Fatimah lalu memutuskan untuk masuk. Dirinya tak ingin memainkan adegan yang lari begitu saja dengan menangis tersedu-sedu. Karena sejatinya, dia bukanlah wanita seperti itu.
Iya. Fatimah sudah memutuskan untuk ikhlas. Maka dari itu, dia harus bisa menghadapi ini. Dan dia harus terbiasa dengan semua ini.
Bukankah tadi dia bilang bahwa dirinya ingin mencoba untuk ikhlas? Setidaknya dia sudah berusaha kan?
"Assalamu'alaikum," salamnya yang seketika membuat mereka berdua menoleh.
"Wa'alaikumussalam," jawab keduanya serempak.
Akhtar dan Nayla lalu berdiri. Terkejut dengan kedatangan Fatimah yang tiba-tiba tanpa memberitahu Akhtar sebelumnya.
Akhtar lalu berjalan mendekati istri pertamanya itu. "Adek ngapain ke sini?"

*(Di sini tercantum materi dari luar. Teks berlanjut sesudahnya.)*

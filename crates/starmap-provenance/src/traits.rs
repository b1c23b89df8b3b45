use starmap_types::{ResourceType, SourceName};

use crate::error::ProvenanceError;
use crate::map::ProvenanceMap;
use crate::records::{FieldProvenance, ProvenanceInfo, ProvenanceKey};

/// Write boundary for a long-lived provenance ledger.
pub trait ProvenanceWriter: Send + Sync {
    /// Make `info` current for `key`, pushing the prior current (if any)
    /// onto the history.
    fn track(&self, key: ProvenanceKey, info: ProvenanceInfo) -> Result<(), ProvenanceError>;

    /// Fold the provenance returned by a merge into the ledger, tracking
    /// only fields whose winning source or value changed. Returns the number
    /// of fields tracked.
    fn absorb(&self, merged: &ProvenanceMap) -> Result<usize, ProvenanceError>;
}

/// Read boundary for a provenance ledger. All results are copies.
pub trait ProvenanceReader: Send + Sync {
    fn get(&self, key: &ProvenanceKey) -> Result<Option<FieldProvenance>, ProvenanceError>;

    /// Every recorded winner for `key`, oldest first, current last.
    fn history(&self, key: &ProvenanceKey) -> Result<Vec<ProvenanceInfo>, ProvenanceError>;

    fn for_resource(
        &self,
        resource_type: ResourceType,
        resource_id: &str,
    ) -> Result<Vec<(ProvenanceKey, FieldProvenance)>, ProvenanceError>;

    fn won_by(&self, source: SourceName) -> Result<Vec<ProvenanceKey>, ProvenanceError>;

    fn snapshot(&self) -> Result<ProvenanceMap, ProvenanceError>;

    fn field_count(&self) -> Result<usize, ProvenanceError>;
}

Fatimah yang mendengarnya hanya memasang wajah datar. Entah kenapa pertanyaan sang suami seperti mengatakan seolah-olah dirinya tak boleh datang ke sini.
"Jadi, adek gak boleh ke sini? Gak boleh ke kantor suami sendiri?" tanyanya mempertegas.
Sontak saja Akhtar menggelengkan kepalanya panik. Sepertinya Fatimah salah paham dengan ucapannya tadi.
"Bukan gitu dek. Mas gak-"
"Iya, adek ngerti maksud mas. Adek ke sini mau bawain makan siang buat mas. Tapi sepertinya adek telat ya?"
Akhtar menatap sendu pada Fatimah. Dia tau bahwa istrinya itu pasti cemburu melihat dirinya dengan Nayla tadi.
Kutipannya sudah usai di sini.